Luca is a young sea monster who, in traditional Disney fashion, has helicopter parents terrified of letting go. He spends his days tending the family’s flock of fish (who bleat like sheep) until an unexpected visitor arrives – a slightly older sea monster boy named Alberto – who persuades him to breach the water and take his first steps on land, where he discovers that he, like all of his species, magically turns human once dry.
The film has some fun with reversing the usual body transformation horror tropes, with Luca expressing shock and disgust at having become a terrifying ‘land monster’, and some of its most expressive animation comes in a short and charming sequence where Luca is taught to walk by Alberto, but can’t help reverting to fishy, squirming movements on the ground.
On land, in the small Italian fishing town of Portorosso, is where we spend the majority of our time with Luca and Alberto in this literal fish-out-of-water comedy. It’s perhaps a shame that little is made of the quickly-discarded underwater realm, but the animators’ world-building efforts in the town are undeniably rich. (The film is directed by Enrico Casarosa, stepping up from story and ‘creative team’ credits on the likes of Coco, The Incredibles 2 and Toy Story 4.)
After Luca’s initial discomfort and unfamiliarity with his human form has worn off, he eventually warms to the human world that his parents had been careful to warn him of, helped along the way by Alberto, his knowledgeable (if sometimes cocky) guide, who has been living alone above land for a long time.
What follows is a summer holiday-style adventure of low-stakes drama and pleasant, warm vignettes, a refreshing, cool drink of a story in which at no point do any characters have to make peace with their imminent death (à la Toy Story 3).

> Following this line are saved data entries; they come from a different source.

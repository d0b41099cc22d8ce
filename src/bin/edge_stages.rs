use canny_scale::config::load_stage_tool_config;
use canny_scale::image::io::load_grayscale_image;
use canny_scale::pipeline::{format_sigma, run_pipeline, save_image_outputs};
use std::env;
use std::path::Path;

fn main() {
    env_logger::Builder::from_env(env_logger::Env::default().default_filter_or("info")).init();

    if let Err(err) = run() {
        eprintln!("Error: {err}");
        std::process::exit(1);
    }
}

fn run() -> Result<(), String> {
    let config_path = env::args().nth(1).ok_or_else(usage)?;
    let config = load_stage_tool_config(Path::new(&config_path)).map_err(|e| e.to_string())?;

    let gray = load_grayscale_image(&config.input).map_err(|e| e.to_string())?;
    let output = run_pipeline(&gray.as_view(), &config.canny).map_err(|e| e.to_string())?;

    let base = match &config.output.basename {
        Some(name) => name.clone(),
        None => config
            .input
            .file_stem()
            .and_then(|s| s.to_str())
            .ok_or("Input path has no file name")?
            .to_string(),
    };
    let report = save_image_outputs(
        &output,
        &config.input,
        &base,
        &config.output.dir,
        &config.output.extension,
        &config.canny,
    )
    .map_err(|e| e.to_string())?;

    for scale in &report.scales {
        let counts: Vec<String> = scale
            .edges
            .iter()
            .map(|e| {
                format!(
                    "({}, {}) -> {}",
                    e.thresholds.high, e.thresholds.low, e.edge_pixels
                )
            })
            .collect();
        println!(
            "sigma={} kernel={} edges: {}",
            format_sigma(scale.sigma),
            scale.kernel.size,
            counts.join(", ")
        );
    }
    println!(
        "Saved {} images for {} to {}",
        report.artifacts_written,
        base,
        config.output.dir.display()
    );

    Ok(())
}

fn usage() -> String {
    "Usage: edge_stages <config.json>".to_string()
}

The two boys’ shared fantasy is to own that quintessential emblem of Italian style, the Vespa, and to travel freely across the world. For Luca this is a dream of the freedom never given to him by his parents, whilst for Alberto it is emblematic of a lack of a true home.

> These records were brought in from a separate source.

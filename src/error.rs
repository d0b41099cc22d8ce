//! Error type shared by the edge pipeline and its I/O collaborators.
use std::path::PathBuf;

pub type Result<T> = std::result::Result<T, CannyError>;

#[derive(Debug, thiserror::Error)]
pub enum CannyError {
    /// Out-of-range scale, truncation probability or scale factor.
    #[error("invalid parameter: {0}")]
    InvalidParameter(String),

    /// Two grids that must be co-indexed have different dimensions.
    #[error("shape mismatch: {0}")]
    ShapeMismatch(String),

    #[error("failed to decode/encode image {}: {source}", path.display())]
    Image {
        path: PathBuf,
        #[source]
        source: image::ImageError,
    },

    #[error("I/O error on {}: {source}", path.display())]
    Io {
        path: PathBuf,
        #[source]
        source: std::io::Error,
    },

    #[error("JSON error for {}: {source}", path.display())]
    Json {
        path: PathBuf,
        #[source]
        source: serde_json::Error,
    },
}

They soon stumble across goofy, redheaded Giulia, with whom they join forces in order to compete in Portorosso’s ‘traditional Italian triathlon’ of swimming, eating pasta and cycling, the plan being to win the cash prize, buy their Vespa and to drive off into the sunset. The trio are a treat to watch, voiced with enthusiasm and charisma that matches the film’s bright aesthetic.

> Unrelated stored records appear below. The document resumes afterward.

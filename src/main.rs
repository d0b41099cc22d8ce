//! canny_scale CLI: run the multi-scale edge pipeline over a folder of images.

use canny_scale::config::{load_canny_config, CannyConfig};
use canny_scale::image::io::{ensure_dir, list_input_images, load_grayscale_image};
use canny_scale::pipeline::{run_pipeline, save_image_outputs};
use clap::Parser;
use std::path::{Path, PathBuf};

type CliError = Box<dyn std::error::Error>;
type CliResult<T> = Result<T, CliError>;

#[derive(Parser)]
#[command(name = "canny_scale")]
#[command(about = "Multi-scale Canny edge detection over a folder of grayscale images")]
#[command(version)]
struct Cli {
    /// Folder containing the input images.
    #[arg(long)]
    input_folder: PathBuf,

    /// Folder receiving every stage image (created if missing).
    #[arg(long)]
    output_folder: PathBuf,

    /// Extension of input images (e.g. png).
    #[arg(long)]
    input_ext: String,

    /// Extension for output images (e.g. png).
    #[arg(long)]
    output_ext: String,

    /// JSON file overriding scales, thresholds and other pipeline parameters.
    #[arg(long)]
    config: Option<PathBuf>,
}

fn main() {
    env_logger::Builder::from_env(env_logger::Env::default().default_filter_or("info")).init();

    let cli = Cli::parse();
    if let Err(err) = run(&cli) {
        log::error!("{err}");
        std::process::exit(1);
    }
}

fn run(cli: &Cli) -> CliResult<()> {
    let config = match &cli.config {
        Some(path) => load_canny_config(path)?,
        None => CannyConfig::default(),
    };
    config.validate()?;

    ensure_dir(&cli.output_folder)?;
    let images = list_input_images(&cli.input_folder, &cli.input_ext)?;
    if images.is_empty() {
        log::info!(
            "No images with extension '.{}' found in {}",
            cli.input_ext.trim_start_matches('.'),
            cli.input_folder.display()
        );
        return Ok(());
    }

    let mut failed = 0usize;
    for path in &images {
        if let Err(err) = process_image(path, cli, &config) {
            failed += 1;
            log::error!("Skipping {}: {err}", path.display());
        }
    }

    log::info!(
        "Processed {} of {} images; results in {}",
        images.len() - failed,
        images.len(),
        cli.output_folder.display()
    );
    Ok(())
}

fn process_image(path: &Path, cli: &Cli, config: &CannyConfig) -> CliResult<()> {
    let base = path
        .file_stem()
        .and_then(|s| s.to_str())
        .ok_or_else(|| format!("cannot derive a base name from {}", path.display()))?;
    log::info!("Processing {}", path.display());

    let gray = load_grayscale_image(path)?;
    let output = run_pipeline(&gray.as_view(), config)?;
    for scale in &output.scales {
        log::info!(
            "  sigma={}: kernel {}x{}, {:.1} ms",
            scale.sigma,
            scale.kernel_size.size,
            scale.kernel_size.size,
            scale.timing.total_ms
        );
    }

    let report = save_image_outputs(
        &output,
        path,
        base,
        &cli.output_folder,
        &cli.output_ext,
        config,
    )?;
    log::info!(
        "Finished {base}: {} files in {:.1} ms",
        report.artifacts_written,
        report.total_ms
    );
    Ok(())
}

Of course, what the BBFC would call ‘mild threat’ is present too, in that this sleepy Italian town is a hostile environment for sea monsters, whom the villagers (correctly) believe in and are (incorrectly) frightened of. Luca and Alberto have to take pains to stay dry, as a drop of water on their skin turns that patch into scales. This brings in Luca’s moral theme, of intolerance of difference, but, like all of the film’s more serious moments, it’s given a light touch. Instead, central conflicts are petty childhood falling outs, sure to resonate with a young audience.
As with Pixar’s last two features, Onward and Soul, Luca has been pushed prematurely onto Disney+; far from being a tentpole in the summer cinema schedule, it’s a draw for new subscribers to the burgeoning service. Despite it being a pleasant, charming and beautifully crafted summer story, it’s impossible to shake the feeling that Pixar’s magic touch is starting to wane. Out of the past decade’s 13 Pixar films, two, perhaps three, are worthy of animation classic status, a far cry from the studio’s name-making, flawless opening run. Luca is certainly not up to that early standard, but amongst recent efforts it’s an affable and enjoyable highlight.